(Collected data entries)
↓

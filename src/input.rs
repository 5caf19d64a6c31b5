//! Common routines for handling input data.
use crate::id::{HasID, IDLike};
use crate::model::Model;
use crate::units::Days;
use anyhow::{Context, Result, ensure};
use indexmap::IndexMap;
use log::warn;
use serde::de::{Deserialize, DeserializeOwned, Deserializer};
use std::fs;
use std::path::Path;

pub mod eta_override;
pub use eta_override::read_overrides;
pub mod port;
use port::read_ports;
pub mod rotation;
pub mod transit;
use transit::read_transit_times;
pub mod vessel;
use vessel::read_vessels;

/// Read a series of type `T`s from a CSV file.
///
/// Will raise an error if the file is empty.
///
/// # Arguments
///
/// * `file_path` - Path to the CSV file
pub fn read_csv<T: DeserializeOwned>(file_path: &Path) -> Result<Vec<T>> {
    let records = read_csv_optional(file_path)?;
    ensure!(
        !records.is_empty(),
        "CSV file {} cannot be empty",
        file_path.display()
    );

    Ok(records)
}

/// Read a series of type `T`s from a CSV file.
///
/// Unlike [`read_csv`], the file may contain no records.
///
/// # Arguments
///
/// * `file_path` - Path to the CSV file
pub fn read_csv_optional<T: DeserializeOwned>(file_path: &Path) -> Result<Vec<T>> {
    let mut reader = csv::ReaderBuilder::new()
        .trim(csv::Trim::All)
        .from_path(file_path)
        .with_context(|| input_err_msg(file_path))?;

    reader
        .deserialize()
        .map(|record| record.with_context(|| input_err_msg(file_path)))
        .collect()
}

/// Read a CSV file of items with IDs into a map keyed by ID.
///
/// The order of the items in the file is preserved. Duplicate IDs and empty files are errors.
pub fn read_csv_id_file<ID, T>(file_path: &Path) -> Result<IndexMap<ID, T>>
where
    ID: IDLike,
    T: HasID<ID> + DeserializeOwned,
{
    let mut map = IndexMap::new();
    for record in read_csv::<T>(file_path)? {
        let id = record.get_id().clone();
        ensure!(
            map.insert(id.clone(), record).is_none(),
            "Duplicate ID found: {id} (in {})",
            file_path.display()
        );
    }

    Ok(map)
}

/// Parse a TOML file at the specified path.
///
/// # Arguments
///
/// * `file_path` - Path to the TOML file
///
/// # Returns
///
/// * The deserialised TOML data or an error if the file could not be read or parsed.
pub fn read_toml<T: DeserializeOwned>(file_path: &Path) -> Result<T> {
    let toml_str = fs::read_to_string(file_path).with_context(|| input_err_msg(file_path))?;
    let toml_data = toml::from_str(&toml_str).with_context(|| input_err_msg(file_path))?;
    Ok(toml_data)
}

/// Format an error message to include the file path.
pub fn input_err_msg<P: AsRef<Path>>(file_path: P) -> String {
    format!("Error reading {}", file_path.as_ref().display())
}

/// Parse a number of days, replacing anything which isn't a finite, non-negative number with zero
pub fn parse_days_or_zero(s: &str) -> Days {
    match s.trim().parse::<f64>() {
        Ok(value) if value.is_finite() && value >= 0.0 => Days(value),
        _ => {
            warn!("Invalid number of days \"{s}\"; using 0 instead");
            Days::ZERO
        }
    }
}

/// Read a number of days, replacing invalid values with zero
pub fn deserialise_days_or_zero<'de, D>(deserialiser: D) -> Result<Days, D::Error>
where
    D: Deserializer<'de>,
{
    let raw = String::deserialize(deserialiser)?;
    Ok(parse_days_or_zero(&raw))
}

/// Read a model from the specified directory.
///
/// # Arguments
///
/// * `model_dir` - Folder containing model configuration files
///
/// # Returns
///
/// The loaded [`Model`] or an error if any of the input files are invalid.
pub fn load_model<P: AsRef<Path>>(model_dir: P) -> Result<Model> {
    let model_dir = model_dir.as_ref();
    let parameters = crate::model::ModelParameters::from_path(model_dir)?;
    let ports = read_ports(model_dir)?;
    let vessels = read_vessels(model_dir, &ports)?;
    let transit_times = read_transit_times(model_dir, &ports)?;
    let vessel_ids = vessels.keys().cloned().collect();
    let overrides = read_overrides(model_dir, &vessel_ids)?;

    Model::new(
        model_dir,
        parameters,
        ports,
        vessels,
        transit_times,
        overrides,
    )
}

↑

Work required: Reproduce the entries in full, exactly as written.

Response to the task:
filename src/input.rs
repository 5caf19d64a6c31b5
//! Common routines for handling input data.
use crate::id::{HasID, IDLike};
use crate::model::Model;
use crate::units::Days;
use anyhow::{Context, Result, ensure};
use indexmap::IndexMap;
use log::warn;
use serde::de::{Deserialize, DeserializeOwned, Deserializer};
use std::fs;
use std::path::Path;

pub mod eta_override;
pub use eta_override::read_overrides;
pub mod port;
use port::read_ports;
pub mod rotation;
pub mod transit;
use transit::read_transit_times;
pub mod vessel;
use vessel::read_vessels;

/// Read a series of type `T`s from a CSV file.
///
/// Will raise an error if the file is empty.
///
/// # Arguments
///
/// * `file_path` - Path to the CSV file
pub fn read_csv<T: DeserializeOwned>(file_path: &Path) -> Result<Vec<T>> {
    let records = read_csv_optional(file_path)?;
    ensure!(
        !records.is_empty(),
        "CSV file {} cannot be empty",
        file_path.display()
    );

    Ok(records)
}

/// Read a series of type `T`s from a CSV file.
///
/// Unlike [`read_csv`], the file may contain no records.
///
/// # Arguments
///
/// * `file_path` - Path to the CSV file
pub fn read_csv_optional<T: DeserializeOwned>(file_path: &Path) -> Result<Vec<T>> {
    let mut reader = csv::ReaderBuilder::new()
        .trim(csv::Trim::All)
        .from_path(file_path)
        .with_context(|| input_err_msg(file_path))?;

    reader
        .deserialize()
        .map(|record| record.with_context(|| input_err_msg(file_path)))
        .collect()
}

/// Read a CSV file of items with IDs into a map keyed by ID.
///
/// The order of the items in the file is preserved. Duplicate IDs and empty files are errors.
pub fn read_csv_id_file<ID, T>(file_path: &Path) -> Result<IndexMap<ID, T>>
where
    ID: IDLike,
    T: HasID<ID> + DeserializeOwned,
{
    let mut map = IndexMap::new();
    for record in read_csv::<T>(file_path)? {
        let id = record.get_id().clone();
        ensure!(
            map.insert(id.clone(), record).is_none(),
            "Duplicate ID found: {id} (in {})",
            file_path.display()
        );
    }

    Ok(map)
}

/// Parse a TOML file at the specified path.
///
/// # Arguments
///
/// * `file_path` - Path to the TOML file
///
/// # Returns
///
/// * The deserialised TOML data or an error if the file could not be read or parsed.
pub fn read_toml<T: DeserializeOwned>(file_path: &Path) -> Result<T> {
    let toml_str = fs::read_to_string(file_path).with_context(|| input_err_msg(file_path))?;
    let toml_data = toml::from_str(&toml_str).with_context(|| input_err_msg(file_path))?;
    Ok(toml_data)
}

/// Format an error message to include the file path.
pub fn input_err_msg<P: AsRef<Path>>(file_path: P) -> String {
    format!("Error reading {}", file_path.as_ref().display())
}

/// Parse a number of days, replacing anything which isn't a finite, non-negative number with zero
pub fn parse_days_or_zero(s: &str) -> Days {
    match s.trim().parse::<f64>() {
        Ok(value) if value.is_finite() && value >= 0.0 => Days(value),
        _ => {
            warn!("Invalid number of days \"{s}\"; using 0 instead");
            Days::ZERO
        }
    }
}

/// Read a number of days, replacing invalid values with zero
pub fn deserialise_days_or_zero<'de, D>(deserialiser: D) -> Result<Days, D::Error>
where
    D: Deserializer<'de>,
{
    let raw = String::deserialize(deserialiser)?;
    Ok(parse_days_or_zero(&raw))
}

/// Read a model from the specified directory.
///
/// # Arguments
///
/// * `model_dir` - Folder containing model configuration files
///
/// # Returns
///
/// The loaded [`Model`] or an error if any of the input files are invalid.
pub fn load_model<P: AsRef<Path>>(model_dir: P) -> Result<Model> {
    let model_dir = model_dir.as_ref();
    let parameters = crate::model::ModelParameters::from_path(model_dir)?;
    let ports = read_ports(model_dir)?;
    let vessels = read_vessels(model_dir, &ports)?;
    let transit_times = read_transit_times(model_dir, &ports)?;
    let vessel_ids = vessels.keys().cloned().collect();
    let overrides = read_overrides(model_dir, &vessel_ids)?;

    Model::new(
        model_dir,
        parameters,
        ports,
        vessels,
        transit_times,
        overrides,
    )
}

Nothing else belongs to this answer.